■ EXERCISE DETAILS ■
Count the lines below that hold "States". Give the number without comment.

■ INFORMATION PROVIDED ■
***

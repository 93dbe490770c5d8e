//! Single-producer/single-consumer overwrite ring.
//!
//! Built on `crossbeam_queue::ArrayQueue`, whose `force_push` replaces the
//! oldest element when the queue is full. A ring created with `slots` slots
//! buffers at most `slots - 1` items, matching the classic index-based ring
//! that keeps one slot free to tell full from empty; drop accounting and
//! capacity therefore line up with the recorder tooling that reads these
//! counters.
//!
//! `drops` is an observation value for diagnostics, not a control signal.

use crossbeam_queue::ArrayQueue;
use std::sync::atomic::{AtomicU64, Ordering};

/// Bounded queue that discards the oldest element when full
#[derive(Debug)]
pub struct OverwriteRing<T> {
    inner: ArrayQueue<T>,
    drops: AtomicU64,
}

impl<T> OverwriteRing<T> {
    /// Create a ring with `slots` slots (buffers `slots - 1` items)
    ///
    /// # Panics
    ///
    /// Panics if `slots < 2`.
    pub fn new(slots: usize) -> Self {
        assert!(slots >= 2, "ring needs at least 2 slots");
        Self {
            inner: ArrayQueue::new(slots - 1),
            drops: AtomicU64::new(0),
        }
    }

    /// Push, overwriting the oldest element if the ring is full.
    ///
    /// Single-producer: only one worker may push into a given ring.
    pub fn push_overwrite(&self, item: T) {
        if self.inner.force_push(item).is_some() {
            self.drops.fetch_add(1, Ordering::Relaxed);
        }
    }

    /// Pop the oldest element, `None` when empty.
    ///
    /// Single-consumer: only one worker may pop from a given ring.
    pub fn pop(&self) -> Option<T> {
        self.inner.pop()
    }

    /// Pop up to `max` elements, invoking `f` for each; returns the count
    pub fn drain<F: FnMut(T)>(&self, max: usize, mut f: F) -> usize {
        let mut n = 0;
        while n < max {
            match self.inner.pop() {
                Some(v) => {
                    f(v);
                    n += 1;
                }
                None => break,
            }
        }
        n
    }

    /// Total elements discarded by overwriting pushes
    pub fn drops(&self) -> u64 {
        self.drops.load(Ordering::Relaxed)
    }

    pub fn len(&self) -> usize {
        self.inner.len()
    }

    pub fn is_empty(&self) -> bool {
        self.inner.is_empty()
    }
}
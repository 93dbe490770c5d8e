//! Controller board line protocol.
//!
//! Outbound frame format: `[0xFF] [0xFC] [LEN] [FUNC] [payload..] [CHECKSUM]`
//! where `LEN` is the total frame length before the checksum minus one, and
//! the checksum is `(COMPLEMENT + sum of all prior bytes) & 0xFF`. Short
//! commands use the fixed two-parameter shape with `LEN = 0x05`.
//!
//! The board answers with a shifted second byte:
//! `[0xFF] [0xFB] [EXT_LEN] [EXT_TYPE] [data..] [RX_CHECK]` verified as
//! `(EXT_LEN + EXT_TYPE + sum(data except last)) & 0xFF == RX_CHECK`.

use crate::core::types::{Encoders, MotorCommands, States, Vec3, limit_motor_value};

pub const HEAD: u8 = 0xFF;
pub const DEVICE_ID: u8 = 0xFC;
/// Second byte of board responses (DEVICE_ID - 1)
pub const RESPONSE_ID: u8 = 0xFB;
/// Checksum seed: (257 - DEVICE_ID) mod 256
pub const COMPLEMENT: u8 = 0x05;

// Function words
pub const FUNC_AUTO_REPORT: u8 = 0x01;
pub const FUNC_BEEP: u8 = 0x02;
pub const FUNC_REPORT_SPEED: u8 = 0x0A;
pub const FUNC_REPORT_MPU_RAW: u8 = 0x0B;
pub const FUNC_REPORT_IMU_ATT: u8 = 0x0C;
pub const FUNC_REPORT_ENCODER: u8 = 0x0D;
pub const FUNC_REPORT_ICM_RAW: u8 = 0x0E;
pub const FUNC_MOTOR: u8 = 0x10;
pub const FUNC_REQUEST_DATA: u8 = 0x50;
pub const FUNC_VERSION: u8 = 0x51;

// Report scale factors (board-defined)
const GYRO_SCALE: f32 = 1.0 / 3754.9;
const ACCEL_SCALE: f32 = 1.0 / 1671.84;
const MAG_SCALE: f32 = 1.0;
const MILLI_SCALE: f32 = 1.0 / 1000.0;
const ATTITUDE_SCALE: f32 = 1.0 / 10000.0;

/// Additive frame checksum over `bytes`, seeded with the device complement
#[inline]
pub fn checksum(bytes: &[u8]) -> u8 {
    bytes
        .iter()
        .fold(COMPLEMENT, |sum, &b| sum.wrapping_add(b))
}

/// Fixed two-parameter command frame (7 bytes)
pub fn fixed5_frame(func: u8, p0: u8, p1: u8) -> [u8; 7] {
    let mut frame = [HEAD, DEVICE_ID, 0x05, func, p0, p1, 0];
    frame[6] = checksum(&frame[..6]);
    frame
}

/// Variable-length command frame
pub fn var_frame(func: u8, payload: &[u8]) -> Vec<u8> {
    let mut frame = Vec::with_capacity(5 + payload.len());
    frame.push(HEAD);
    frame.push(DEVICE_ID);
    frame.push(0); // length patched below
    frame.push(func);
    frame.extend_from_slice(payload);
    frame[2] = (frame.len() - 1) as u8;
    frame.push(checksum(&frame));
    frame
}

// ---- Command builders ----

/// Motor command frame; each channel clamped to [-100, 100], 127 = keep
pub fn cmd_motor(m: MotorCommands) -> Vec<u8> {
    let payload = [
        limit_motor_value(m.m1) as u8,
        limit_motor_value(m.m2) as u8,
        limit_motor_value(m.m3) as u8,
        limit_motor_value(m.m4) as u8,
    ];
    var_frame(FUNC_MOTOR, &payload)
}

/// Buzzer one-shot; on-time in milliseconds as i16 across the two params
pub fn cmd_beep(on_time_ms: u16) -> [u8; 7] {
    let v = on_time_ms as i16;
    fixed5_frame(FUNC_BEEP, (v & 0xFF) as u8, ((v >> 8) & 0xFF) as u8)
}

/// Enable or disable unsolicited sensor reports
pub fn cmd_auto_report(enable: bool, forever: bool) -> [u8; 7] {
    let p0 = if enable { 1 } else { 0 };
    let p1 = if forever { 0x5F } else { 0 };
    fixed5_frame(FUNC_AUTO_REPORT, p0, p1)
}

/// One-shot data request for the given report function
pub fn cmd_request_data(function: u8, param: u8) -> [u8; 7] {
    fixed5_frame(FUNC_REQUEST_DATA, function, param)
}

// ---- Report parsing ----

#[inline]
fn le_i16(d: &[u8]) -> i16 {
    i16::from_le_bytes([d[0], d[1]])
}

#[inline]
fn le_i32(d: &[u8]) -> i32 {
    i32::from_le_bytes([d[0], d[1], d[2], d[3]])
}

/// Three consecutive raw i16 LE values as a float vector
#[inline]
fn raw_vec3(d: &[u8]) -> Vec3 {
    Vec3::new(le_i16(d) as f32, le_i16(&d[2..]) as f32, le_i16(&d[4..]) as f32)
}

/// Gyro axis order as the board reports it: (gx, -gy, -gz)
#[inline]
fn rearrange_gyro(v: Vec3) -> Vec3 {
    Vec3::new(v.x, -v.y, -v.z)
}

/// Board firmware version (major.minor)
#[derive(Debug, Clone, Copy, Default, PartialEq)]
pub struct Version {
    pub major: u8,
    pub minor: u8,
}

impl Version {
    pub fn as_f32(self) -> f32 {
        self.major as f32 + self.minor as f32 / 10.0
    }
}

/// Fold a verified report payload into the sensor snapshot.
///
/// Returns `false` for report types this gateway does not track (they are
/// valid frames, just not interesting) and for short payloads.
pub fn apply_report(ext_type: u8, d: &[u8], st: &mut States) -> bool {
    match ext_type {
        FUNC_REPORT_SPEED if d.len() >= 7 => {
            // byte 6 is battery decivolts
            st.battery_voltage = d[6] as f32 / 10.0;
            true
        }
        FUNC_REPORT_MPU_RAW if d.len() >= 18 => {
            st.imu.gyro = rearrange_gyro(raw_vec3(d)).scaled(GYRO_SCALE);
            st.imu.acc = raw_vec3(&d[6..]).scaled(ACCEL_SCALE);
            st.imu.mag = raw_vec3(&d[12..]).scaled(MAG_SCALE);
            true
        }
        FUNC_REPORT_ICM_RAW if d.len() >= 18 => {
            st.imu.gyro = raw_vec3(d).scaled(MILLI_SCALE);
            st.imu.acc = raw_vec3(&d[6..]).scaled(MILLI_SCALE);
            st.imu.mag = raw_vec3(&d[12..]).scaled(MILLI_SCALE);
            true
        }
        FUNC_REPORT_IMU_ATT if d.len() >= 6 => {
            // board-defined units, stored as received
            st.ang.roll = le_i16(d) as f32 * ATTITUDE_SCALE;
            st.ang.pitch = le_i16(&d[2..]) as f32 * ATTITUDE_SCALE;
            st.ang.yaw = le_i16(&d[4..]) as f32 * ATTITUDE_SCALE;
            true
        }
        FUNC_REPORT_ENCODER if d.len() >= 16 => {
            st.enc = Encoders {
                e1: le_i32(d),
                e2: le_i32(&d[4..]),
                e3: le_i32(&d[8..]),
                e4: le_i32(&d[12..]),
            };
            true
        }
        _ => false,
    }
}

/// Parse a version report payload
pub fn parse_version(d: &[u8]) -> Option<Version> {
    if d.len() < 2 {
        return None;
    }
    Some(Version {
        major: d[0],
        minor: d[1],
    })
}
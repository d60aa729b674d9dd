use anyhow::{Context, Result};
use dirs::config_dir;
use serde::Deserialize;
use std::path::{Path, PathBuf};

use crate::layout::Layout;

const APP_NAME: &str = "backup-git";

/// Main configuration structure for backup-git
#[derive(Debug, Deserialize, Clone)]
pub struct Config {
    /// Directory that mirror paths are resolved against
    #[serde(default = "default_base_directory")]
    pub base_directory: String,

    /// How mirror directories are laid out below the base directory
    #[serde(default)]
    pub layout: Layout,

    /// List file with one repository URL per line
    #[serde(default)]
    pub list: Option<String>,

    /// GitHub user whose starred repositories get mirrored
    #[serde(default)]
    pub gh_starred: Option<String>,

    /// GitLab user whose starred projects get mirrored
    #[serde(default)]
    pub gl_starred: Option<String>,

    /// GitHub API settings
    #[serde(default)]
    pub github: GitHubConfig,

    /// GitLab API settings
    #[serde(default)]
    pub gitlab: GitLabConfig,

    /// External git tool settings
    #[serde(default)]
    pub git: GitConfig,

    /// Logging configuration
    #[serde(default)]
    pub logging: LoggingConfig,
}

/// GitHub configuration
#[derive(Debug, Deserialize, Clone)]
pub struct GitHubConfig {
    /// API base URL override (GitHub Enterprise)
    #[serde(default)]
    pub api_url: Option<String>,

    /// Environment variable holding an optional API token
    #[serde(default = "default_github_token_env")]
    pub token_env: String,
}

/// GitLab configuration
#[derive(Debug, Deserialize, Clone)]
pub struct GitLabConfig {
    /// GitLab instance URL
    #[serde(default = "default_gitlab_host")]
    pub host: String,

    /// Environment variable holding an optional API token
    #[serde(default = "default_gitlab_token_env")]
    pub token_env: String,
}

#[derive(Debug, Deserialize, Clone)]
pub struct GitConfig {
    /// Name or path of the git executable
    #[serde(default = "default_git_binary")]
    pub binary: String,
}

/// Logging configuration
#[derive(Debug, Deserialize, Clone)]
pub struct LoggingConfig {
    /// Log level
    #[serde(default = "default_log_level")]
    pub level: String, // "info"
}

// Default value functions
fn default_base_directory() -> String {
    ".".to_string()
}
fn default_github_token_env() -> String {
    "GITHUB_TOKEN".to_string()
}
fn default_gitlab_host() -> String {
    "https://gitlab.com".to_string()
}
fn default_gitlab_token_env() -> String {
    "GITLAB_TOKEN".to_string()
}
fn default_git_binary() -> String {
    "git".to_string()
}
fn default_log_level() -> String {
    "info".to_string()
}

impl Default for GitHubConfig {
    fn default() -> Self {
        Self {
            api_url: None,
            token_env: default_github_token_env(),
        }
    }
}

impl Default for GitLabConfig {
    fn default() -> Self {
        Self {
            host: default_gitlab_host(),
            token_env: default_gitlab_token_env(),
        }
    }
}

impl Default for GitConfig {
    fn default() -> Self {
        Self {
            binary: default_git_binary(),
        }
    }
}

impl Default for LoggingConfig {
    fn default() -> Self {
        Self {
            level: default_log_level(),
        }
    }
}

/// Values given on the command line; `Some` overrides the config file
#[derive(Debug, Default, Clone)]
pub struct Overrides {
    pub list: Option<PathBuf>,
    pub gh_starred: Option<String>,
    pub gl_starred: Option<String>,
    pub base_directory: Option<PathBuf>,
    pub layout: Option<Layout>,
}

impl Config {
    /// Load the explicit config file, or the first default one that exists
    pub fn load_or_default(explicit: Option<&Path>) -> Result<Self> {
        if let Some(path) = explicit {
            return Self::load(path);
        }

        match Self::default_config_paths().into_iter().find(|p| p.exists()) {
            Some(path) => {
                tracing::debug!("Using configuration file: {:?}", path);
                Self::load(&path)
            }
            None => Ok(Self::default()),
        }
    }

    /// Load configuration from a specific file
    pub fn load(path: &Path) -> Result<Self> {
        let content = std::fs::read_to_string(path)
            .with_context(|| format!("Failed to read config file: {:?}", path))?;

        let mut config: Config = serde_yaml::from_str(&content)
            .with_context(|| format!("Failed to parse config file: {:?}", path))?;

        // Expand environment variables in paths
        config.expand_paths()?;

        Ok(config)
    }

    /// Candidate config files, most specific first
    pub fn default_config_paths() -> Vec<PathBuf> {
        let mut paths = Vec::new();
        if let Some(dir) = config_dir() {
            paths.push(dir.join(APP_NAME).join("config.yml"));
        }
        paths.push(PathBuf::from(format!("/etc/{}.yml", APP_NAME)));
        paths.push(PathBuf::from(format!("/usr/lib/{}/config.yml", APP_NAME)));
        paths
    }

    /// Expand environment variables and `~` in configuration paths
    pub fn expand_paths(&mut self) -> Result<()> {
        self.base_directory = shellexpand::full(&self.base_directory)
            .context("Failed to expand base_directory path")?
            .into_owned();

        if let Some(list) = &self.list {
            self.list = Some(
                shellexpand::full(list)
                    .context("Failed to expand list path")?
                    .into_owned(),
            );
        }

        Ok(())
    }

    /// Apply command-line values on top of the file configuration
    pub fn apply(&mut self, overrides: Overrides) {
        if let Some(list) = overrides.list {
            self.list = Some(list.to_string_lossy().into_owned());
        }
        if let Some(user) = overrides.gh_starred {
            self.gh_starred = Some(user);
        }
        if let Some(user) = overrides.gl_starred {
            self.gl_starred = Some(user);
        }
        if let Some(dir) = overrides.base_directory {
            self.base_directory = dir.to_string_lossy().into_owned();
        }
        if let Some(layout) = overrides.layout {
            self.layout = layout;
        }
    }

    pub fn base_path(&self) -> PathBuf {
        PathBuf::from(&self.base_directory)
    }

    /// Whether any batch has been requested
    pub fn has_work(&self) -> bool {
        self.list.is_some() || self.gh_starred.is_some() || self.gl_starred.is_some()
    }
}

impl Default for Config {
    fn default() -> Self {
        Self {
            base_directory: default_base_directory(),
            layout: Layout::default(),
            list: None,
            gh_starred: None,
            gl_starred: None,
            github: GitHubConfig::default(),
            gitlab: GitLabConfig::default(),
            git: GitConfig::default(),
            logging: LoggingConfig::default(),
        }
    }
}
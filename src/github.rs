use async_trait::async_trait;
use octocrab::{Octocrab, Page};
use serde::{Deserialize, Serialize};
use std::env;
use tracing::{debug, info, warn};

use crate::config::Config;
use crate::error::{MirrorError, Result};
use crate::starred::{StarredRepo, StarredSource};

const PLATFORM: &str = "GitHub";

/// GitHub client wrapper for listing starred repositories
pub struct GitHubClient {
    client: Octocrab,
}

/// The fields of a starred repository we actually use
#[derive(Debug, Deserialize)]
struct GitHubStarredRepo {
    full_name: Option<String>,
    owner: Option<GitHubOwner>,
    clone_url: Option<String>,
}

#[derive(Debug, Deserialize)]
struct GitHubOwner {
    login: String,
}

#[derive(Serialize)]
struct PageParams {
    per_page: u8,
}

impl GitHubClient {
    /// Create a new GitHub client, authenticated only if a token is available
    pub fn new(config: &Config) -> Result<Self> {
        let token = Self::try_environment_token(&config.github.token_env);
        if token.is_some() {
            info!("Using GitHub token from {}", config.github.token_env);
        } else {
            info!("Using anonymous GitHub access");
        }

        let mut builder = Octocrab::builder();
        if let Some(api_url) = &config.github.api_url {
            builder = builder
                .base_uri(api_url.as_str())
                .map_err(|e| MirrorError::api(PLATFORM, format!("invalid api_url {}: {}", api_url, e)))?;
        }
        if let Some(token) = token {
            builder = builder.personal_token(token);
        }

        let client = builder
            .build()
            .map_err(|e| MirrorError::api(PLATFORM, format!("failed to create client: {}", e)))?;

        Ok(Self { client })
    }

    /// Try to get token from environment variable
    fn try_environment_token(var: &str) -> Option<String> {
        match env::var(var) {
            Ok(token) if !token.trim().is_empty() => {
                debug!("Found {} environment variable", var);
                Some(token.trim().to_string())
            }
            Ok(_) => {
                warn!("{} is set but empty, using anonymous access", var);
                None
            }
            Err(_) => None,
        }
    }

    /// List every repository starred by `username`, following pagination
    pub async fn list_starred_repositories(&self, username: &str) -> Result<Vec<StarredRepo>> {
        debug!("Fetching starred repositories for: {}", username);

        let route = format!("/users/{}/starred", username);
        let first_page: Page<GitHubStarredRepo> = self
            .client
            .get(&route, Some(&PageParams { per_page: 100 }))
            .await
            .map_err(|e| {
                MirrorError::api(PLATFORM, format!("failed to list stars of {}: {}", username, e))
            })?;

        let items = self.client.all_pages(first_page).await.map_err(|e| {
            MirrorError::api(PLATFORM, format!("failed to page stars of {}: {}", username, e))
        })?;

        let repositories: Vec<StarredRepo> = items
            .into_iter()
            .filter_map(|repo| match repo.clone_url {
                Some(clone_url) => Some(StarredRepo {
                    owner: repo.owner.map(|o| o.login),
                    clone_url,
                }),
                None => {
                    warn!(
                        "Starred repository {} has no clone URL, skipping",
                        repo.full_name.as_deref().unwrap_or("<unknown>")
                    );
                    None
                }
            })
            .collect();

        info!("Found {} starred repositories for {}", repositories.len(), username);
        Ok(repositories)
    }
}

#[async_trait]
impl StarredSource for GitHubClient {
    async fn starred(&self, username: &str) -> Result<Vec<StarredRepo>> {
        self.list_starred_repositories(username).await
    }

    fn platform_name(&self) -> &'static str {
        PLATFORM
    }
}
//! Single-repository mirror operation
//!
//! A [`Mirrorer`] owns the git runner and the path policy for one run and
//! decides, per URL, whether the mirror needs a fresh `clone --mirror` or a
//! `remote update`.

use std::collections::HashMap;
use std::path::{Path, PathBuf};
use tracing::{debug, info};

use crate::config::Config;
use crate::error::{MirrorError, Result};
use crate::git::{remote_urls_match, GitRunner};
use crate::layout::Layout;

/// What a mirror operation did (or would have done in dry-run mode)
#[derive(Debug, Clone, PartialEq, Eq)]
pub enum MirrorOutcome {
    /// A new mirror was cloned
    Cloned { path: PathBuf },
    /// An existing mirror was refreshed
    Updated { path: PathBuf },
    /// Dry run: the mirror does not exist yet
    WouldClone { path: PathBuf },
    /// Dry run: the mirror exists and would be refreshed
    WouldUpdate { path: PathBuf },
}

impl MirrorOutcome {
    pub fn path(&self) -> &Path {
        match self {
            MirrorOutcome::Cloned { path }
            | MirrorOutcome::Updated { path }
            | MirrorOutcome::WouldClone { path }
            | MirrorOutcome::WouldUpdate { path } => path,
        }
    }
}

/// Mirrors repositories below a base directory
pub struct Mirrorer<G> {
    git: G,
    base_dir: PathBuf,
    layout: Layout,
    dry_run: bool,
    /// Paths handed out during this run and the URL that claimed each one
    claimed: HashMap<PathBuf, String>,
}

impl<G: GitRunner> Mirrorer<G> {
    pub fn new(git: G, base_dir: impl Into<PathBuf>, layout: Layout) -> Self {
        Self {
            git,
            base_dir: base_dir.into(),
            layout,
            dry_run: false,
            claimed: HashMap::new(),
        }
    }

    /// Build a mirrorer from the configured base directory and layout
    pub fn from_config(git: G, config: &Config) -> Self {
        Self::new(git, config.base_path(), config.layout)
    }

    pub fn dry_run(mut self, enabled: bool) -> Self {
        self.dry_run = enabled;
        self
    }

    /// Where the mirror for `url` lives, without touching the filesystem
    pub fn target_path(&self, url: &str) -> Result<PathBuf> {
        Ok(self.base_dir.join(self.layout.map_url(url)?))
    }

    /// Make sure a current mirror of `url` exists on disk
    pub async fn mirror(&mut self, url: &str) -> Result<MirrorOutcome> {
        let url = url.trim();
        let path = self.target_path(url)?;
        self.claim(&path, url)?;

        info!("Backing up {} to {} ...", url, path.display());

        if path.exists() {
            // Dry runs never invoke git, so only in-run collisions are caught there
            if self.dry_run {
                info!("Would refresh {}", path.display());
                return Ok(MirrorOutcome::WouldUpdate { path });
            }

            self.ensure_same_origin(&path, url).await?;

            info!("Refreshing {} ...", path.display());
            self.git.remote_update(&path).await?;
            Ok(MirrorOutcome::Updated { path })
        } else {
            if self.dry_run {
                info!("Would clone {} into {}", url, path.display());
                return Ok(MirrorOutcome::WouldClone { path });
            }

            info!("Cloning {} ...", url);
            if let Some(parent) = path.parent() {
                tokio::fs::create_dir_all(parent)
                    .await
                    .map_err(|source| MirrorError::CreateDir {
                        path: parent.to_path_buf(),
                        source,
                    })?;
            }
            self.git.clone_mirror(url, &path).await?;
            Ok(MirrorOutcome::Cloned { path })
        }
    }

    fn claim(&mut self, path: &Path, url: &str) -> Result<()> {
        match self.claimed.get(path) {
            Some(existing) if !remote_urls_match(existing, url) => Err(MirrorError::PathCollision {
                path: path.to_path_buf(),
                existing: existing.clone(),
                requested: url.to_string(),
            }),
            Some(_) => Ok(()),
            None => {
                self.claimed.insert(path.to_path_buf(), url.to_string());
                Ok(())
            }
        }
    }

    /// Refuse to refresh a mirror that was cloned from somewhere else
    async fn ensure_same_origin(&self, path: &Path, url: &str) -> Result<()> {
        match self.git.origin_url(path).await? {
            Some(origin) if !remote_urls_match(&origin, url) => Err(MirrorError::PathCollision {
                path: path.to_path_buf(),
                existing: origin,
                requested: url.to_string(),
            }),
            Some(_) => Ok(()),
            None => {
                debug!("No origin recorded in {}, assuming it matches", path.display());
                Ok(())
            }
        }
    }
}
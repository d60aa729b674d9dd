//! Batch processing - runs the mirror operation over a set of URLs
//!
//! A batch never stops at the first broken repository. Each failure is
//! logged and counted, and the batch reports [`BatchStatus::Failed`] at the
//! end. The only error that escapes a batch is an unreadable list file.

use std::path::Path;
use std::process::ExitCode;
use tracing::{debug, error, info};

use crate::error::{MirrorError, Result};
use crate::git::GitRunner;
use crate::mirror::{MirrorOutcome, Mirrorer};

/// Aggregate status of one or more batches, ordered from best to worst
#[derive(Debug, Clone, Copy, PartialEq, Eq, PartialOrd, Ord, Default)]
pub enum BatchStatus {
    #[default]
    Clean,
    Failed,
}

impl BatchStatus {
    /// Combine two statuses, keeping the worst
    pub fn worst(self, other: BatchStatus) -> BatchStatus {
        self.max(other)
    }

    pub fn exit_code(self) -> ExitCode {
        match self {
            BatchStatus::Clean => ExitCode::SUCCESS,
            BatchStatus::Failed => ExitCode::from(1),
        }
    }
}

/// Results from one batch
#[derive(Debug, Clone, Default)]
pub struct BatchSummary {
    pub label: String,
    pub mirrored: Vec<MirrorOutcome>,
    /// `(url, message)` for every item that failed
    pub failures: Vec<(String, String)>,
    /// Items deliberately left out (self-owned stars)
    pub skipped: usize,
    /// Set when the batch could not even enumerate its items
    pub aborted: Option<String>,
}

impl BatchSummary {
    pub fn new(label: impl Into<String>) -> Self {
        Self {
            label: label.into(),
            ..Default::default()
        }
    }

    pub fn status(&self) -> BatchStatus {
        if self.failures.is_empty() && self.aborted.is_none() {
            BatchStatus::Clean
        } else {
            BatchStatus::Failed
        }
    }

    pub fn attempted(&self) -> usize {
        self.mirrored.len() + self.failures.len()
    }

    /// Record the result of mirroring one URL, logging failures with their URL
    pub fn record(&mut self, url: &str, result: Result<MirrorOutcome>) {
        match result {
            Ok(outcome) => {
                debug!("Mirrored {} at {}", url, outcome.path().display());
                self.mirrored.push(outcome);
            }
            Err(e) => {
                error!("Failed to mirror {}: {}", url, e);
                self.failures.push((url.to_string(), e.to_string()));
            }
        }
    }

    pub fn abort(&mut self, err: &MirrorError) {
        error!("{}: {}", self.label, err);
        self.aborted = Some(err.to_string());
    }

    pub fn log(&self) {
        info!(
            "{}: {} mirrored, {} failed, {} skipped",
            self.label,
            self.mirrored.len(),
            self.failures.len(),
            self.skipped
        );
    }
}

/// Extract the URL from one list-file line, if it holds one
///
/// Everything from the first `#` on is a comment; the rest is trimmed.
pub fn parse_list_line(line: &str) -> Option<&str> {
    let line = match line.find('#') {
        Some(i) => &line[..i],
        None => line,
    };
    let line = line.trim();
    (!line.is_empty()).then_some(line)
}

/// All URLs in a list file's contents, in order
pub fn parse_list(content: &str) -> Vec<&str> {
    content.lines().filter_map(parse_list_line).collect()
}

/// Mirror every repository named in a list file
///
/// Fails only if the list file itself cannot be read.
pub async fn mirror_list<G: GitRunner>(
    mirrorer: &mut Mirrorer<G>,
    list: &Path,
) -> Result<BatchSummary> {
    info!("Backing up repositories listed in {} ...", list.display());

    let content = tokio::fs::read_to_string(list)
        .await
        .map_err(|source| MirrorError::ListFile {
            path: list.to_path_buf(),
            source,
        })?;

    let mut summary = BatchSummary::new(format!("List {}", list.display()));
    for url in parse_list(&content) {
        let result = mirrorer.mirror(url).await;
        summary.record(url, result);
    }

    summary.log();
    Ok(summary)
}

***

■ FINISHED TASK ■
2